China and Afghanistan have taken a major step toward closer relations in recent weeks.

At the beginning of June, Afghan President Hamid Karzai traveled to Beijing to attend a summit meeting of the Shanghai Cooperation Organization. At that time the organization's members agreed to upgrade Afghanistan to observer status, on a par with Iran, India, and Pakistan. This means that henceforth Afghanistan will be automatically included in the annual summit, giving Kabul an opportunity to develop closer ties with member states?most particularly China.

Karzai also met with Chinese President Hu Jintao during his visit. During their talks, the two concluded a strategic partnership and agreed to continue strengthening bilateral ties.

In the wake of this diplomatic activity, some Japanese observers have voiced fears that China is positioning itself to become a major player in Afghan affairs after the withdrawal (by the end of 2014) of US combat troops and others participating in the International Security Assistance Force. Are such concerns justified?

As the July 8 Tokyo Conference on Afghanistan has just been held, now is an excellent time to consider the state of the China-Afghanistan relationship and its significance for Japan, which likewise seeks closer ties with Afghanistan. Here I offer a brief survey and assessment of relations between Afghanistan and the People's Republic of China, together with a few words on how Japan should proceed henceforth.

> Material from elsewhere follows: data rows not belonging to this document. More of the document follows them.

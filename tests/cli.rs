use std::fs;

use assert_cmd::cargo::cargo_bin_cmd;
use predicates::prelude::*;
use tempfile::tempdir;

#[test]
fn cp_ls_and_cat() {
    let tmp = tempdir().unwrap();
    let root = tmp.path();
    fs::create_dir_all(root.join("src/inner")).unwrap();
    fs::write(root.join("src/a.txt"), "alpha").unwrap();
    fs::write(root.join("src/inner/b.txt"), "beta").unwrap();

    cargo_bin_cmd!("shellfs")
        .current_dir(root)
        .args(["cp", "src", "dst"])
        .assert()
        .success();

    cargo_bin_cmd!("shellfs")
        .current_dir(root)
        .args(["ls", "dst"])
        .assert()
        .success()
        .stdout("a.txt\ninner\n");

    cargo_bin_cmd!("shellfs")
        .current_dir(root)
        .args(["cat", "dst/inner/b.txt"])
        .assert()
        .success()
        .stdout("beta");
}

#[test]
fn long_listing_shows_kind_and_size() {
    let tmp = tempdir().unwrap();
    fs::write(tmp.path().join("five"), "12345").unwrap();
    fs::create_dir(tmp.path().join("dir")).unwrap();

    cargo_bin_cmd!("shellfs")
        .args(["ls", "-l"])
        .arg(tmp.path())
        .assert()
        .success()
        .stdout(predicate::str::contains(" five\n").and(predicate::str::is_match(r"(?m)^d\d{4} .* dir$").unwrap()))
        .stdout(predicate::str::is_match(r"(?m)^-\d{4} .*\s5 five$").unwrap());
}

#[test]
fn rm_with_glob_and_missing_paths() {
    let tmp = tempdir().unwrap();
    let root = tmp.path();
    fs::create_dir_all(root.join("logs")).unwrap();
    fs::write(root.join("logs/a.log"), "").unwrap();
    fs::write(root.join("logs/b.log"), "").unwrap();
    fs::write(root.join("logs/keep.txt"), "").unwrap();

    cargo_bin_cmd!("shellfs")
        .current_dir(root)
        .args(["rm", "logs/*.log", "never-existed"])
        .assert()
        .success();

    assert!(!root.join("logs/a.log").exists());
    assert!(!root.join("logs/b.log").exists());
    assert!(root.join("logs/keep.txt").exists());
}

#[test]
fn tar_defaults_to_name_tgz_in_current_dir() {
    let tmp = tempdir().unwrap();
    let root = tmp.path();
    fs::create_dir_all(root.join("data/x")).unwrap();
    fs::write(root.join("data/x/y"), "y").unwrap();

    cargo_bin_cmd!("shellfs")
        .current_dir(root)
        .args(["tar", "data"])
        .assert()
        .success();
    assert!(root.join("data.tgz").is_file());

    cargo_bin_cmd!("shellfs")
        .current_dir(root)
        .args(["untar", "data.tgz", "restored"])
        .assert()
        .success();
    assert_eq!(fs::read_to_string(root.join("restored/data/x/y")).unwrap(), "y");
}

#[test]
fn tar_of_current_dir_refuses_to_write_into_it() {
    let tmp = tempdir().unwrap();
    let data = tmp.path().join("data");
    fs::create_dir_all(&data).unwrap();
    fs::write(data.join("y"), "y").unwrap();

    cargo_bin_cmd!("shellfs")
        .current_dir(&data)
        .args(["tar", "."])
        .assert()
        .failure()
        .code(1)
        .stderr(predicate::str::contains("inside the source directory"));
    assert!(!data.join("data.tgz").exists());
}

#[test]
fn zip_and_unzip_round_trip() {
    let tmp = tempdir().unwrap();
    let root = tmp.path();
    fs::create_dir_all(root.join("pkg")).unwrap();
    fs::write(root.join("pkg/readme"), "hi").unwrap();

    cargo_bin_cmd!("shellfs").current_dir(root).args(["zip", "pkg"]).assert().success();
    assert!(root.join("pkg.zip").is_file());

    cargo_bin_cmd!("shellfs")
        .current_dir(root)
        .args(["unzip", "pkg.zip", "out"])
        .assert()
        .success();
    assert_eq!(fs::read_to_string(root.join("out/pkg/readme")).unwrap(), "hi");
}

#[test]
fn mkdir_touch_write_and_chmod() {
    let tmp = tempdir().unwrap();
    let root = tmp.path();

    cargo_bin_cmd!("shellfs").current_dir(root).args(["mkdir", "a/b/c", "d"]).assert().success();
    cargo_bin_cmd!("shellfs").current_dir(root).args(["touch", "a/b/c/t"]).assert().success();
    cargo_bin_cmd!("shellfs")
        .current_dir(root)
        .args(["write", "d/w.txt", "written"])
        .assert()
        .success();
    cargo_bin_cmd!("shellfs").current_dir(root).args(["chmod", "-R", "700", "a"]).assert().success();

    assert!(root.join("a/b/c/t").is_file());
    assert_eq!(fs::read_to_string(root.join("d/w.txt")).unwrap(), "written");

    cargo_bin_cmd!("shellfs")
        .current_dir(root)
        .args(["chmod", "9z", "a"])
        .assert()
        .failure()
        .stderr(predicate::str::contains("invalid octal mode"));
}

#[test]
fn missing_source_fails_with_message() {
    let tmp = tempdir().unwrap();
    cargo_bin_cmd!("shellfs")
        .current_dir(tmp.path())
        .args(["mv", "ghost", "elsewhere"])
        .assert()
        .failure()
        .code(1)
        .stderr(predicate::str::contains("Move error").and(predicate::str::contains("ghost")));
}

#[test]
fn relpath_and_realpath() {
    let tmp = tempdir().unwrap();
    let root = fs::canonicalize(tmp.path()).unwrap();

    cargo_bin_cmd!("shellfs")
        .args(["relpath"])
        .arg(root.join("a/b"))
        .arg(&root)
        .assert()
        .success()
        .stdout("a/b\n");

    cargo_bin_cmd!("shellfs")
        .current_dir(&root)
        .args(["realpath", "x/../y"])
        .assert()
        .success()
        .stdout(format!("{}\n", root.join("y").display()));
}

#[test]
fn malformed_config_is_reported() {
    let tmp = tempdir().unwrap();
    let cfg = tmp.path().join("config.toml");
    fs::write(&cfg, "gzip_level = [").unwrap();

    cargo_bin_cmd!("shellfs")
        .arg("--config")
        .arg(&cfg)
        .args(["ls", "."])
        .assert()
        .failure()
        .stderr(predicate::str::contains("loading settings"));
}

#[test]
fn no_clobber_keeps_existing_file() {
    let tmp = tempdir().unwrap();
    let root = tmp.path();
    fs::write(root.join("new"), "new").unwrap();
    fs::write(root.join("old"), "old").unwrap();

    cargo_bin_cmd!("shellfs")
        .current_dir(root)
        .env("SHELLFS_CONFIG", root.join("absent.toml"))
        .args(["cp", "-n", "new", "old"])
        .assert()
        .success();
    assert_eq!(fs::read_to_string(root.join("old")).unwrap(), "old");
}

A Half-Century of Off-and-On Relations

The People's Republic of China and Afghanistan first established diplomatic ties in 1955, before the PRC was recognized by the United Nations. Premier Zhou Enlai visited Afghanistan in 1957, and the two nations concluded a trade agreement. Over the next few years Beijing and Kabul built a foundation for friendship, with a mutual nonaggression treaty in 1960 and a boundary treaty in 1963.

The next turning point in the relationship came in 1979, with the Soviet invasion of Afghanistan. China refused to recognize the government of Babrak Karmal, installed under Soviet intervention. Although the Chinese embassy remained open under an acting charge d'affaires, diplomatic relations between Beijing and Kabul were all but suspended.

In 1989, Soviet forces withdrew from Afghanistan. When mujahideen guerilla factions installed a new government in 1992, there were signs that the two countries were prepared to normalize relations. But civil war quickly intervened. As armed conflict erupted in Afghanistan, Beijing recalled its embassy staff (primarily out of safety concerns), and diplomatic ties between the two countries were broken off entirely.

A Decade of Stable Ties

Resumption of official relations had to await the establishment of the Afghan Interim Authority following the US-led operation that toppled the Taliban regime in response to the terrorist attacks of September 11, 2001. Appointed head of the new interim government in December 2001, Karzai wasted no time visiting Beijing in January 2002. He quickly secured a pledge from President Zhang Zemin and Premier Zhu Rongji for 30 million yuan (equivalent to about $3.6 million at the time) in emergency supplies, as well as financial aid totaling $1 million. [1] China also announced $1.5 million in grant assistance to Afghanistan over five years, beginning in 2002. (Initially, half of that amount was to consist of loans, but Beijing subsequently decided to provide the entire package in the form of grants.)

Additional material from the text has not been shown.